[Data extract Boundary: Start]

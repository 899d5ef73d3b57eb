//! In-memory event bus for tests/dev.

use std::sync::{Mutex, mpsc};

use crate::bus::{EventBus, Subscription};

#[derive(Debug)]
pub enum InMemoryBusError {
    /// Publish failed due to internal lock poisoning.
    Poisoned,
}

/// In-memory broadcast bus. No IO, best-effort fan-out.
#[derive(Debug)]
pub struct InMemoryEventBus<M> {
    subscribers: Mutex<Vec<mpsc::Sender<M>>>,
}

impl<M> InMemoryEventBus<M> {
    pub fn new() -> Self {
        Self::default()
    }
}

impl<M> Default for InMemoryEventBus<M> {
    fn default() -> Self {
        Self {
            subscribers: Mutex::new(Vec::new()),
        }
    }
}

impl<M> EventBus<M> for InMemoryEventBus<M>
where
    M: Clone + Send + 'static,
{
    type Error = InMemoryBusError;

    fn publish(&self, message: M) -> Result<(), Self::Error> {
        let mut subs = self.subscribers.lock().map_err(|_| InMemoryBusError::Poisoned)?;

        // Dropped receivers fall out here.
        subs.retain(|tx| tx.send(message.clone()).is_ok());

        Ok(())
    }

    fn subscribe(&self) -> Subscription<M> {
        let (tx, rx) = mpsc::channel();

        if let Ok(mut subs) = self.subscribers.lock() {
            subs.push(tx);
        }

        Subscription::new(rx)
    }
}

#[cfg(test)]
mod tests {
    use super::*;

    #[test]
    fn every_subscriber_receives_each_message() {
        let bus = InMemoryEventBus::<u32>::new();
        let a = bus.subscribe();
        let b = bus.subscribe();

        bus.publish(1).unwrap();
        bus.publish(2).unwrap();

        assert_eq!(a.drain(), vec![1, 2]);
        assert_eq!(b.drain(), vec![1, 2]);
    }

    #[test]
    fn dropped_subscribers_do_not_fail_publish() {
        let bus = InMemoryEventBus::<u32>::new();
        let kept = bus.subscribe();
        drop(bus.subscribe());

        bus.publish(7).unwrap();
        assert_eq!(kept.try_recv().unwrap(), 7);
    }
}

[Data extract Boundary: End]

(Task directions)
Wherever the string "Mutex" shows up in the material, copy the line that holds it.

(Answer space)
use std::sync::{Mutex, mpsc};
    subscribers: Mutex<Vec<mpsc::Sender<M>>>,
            subscribers: Mutex::new(Vec::new()),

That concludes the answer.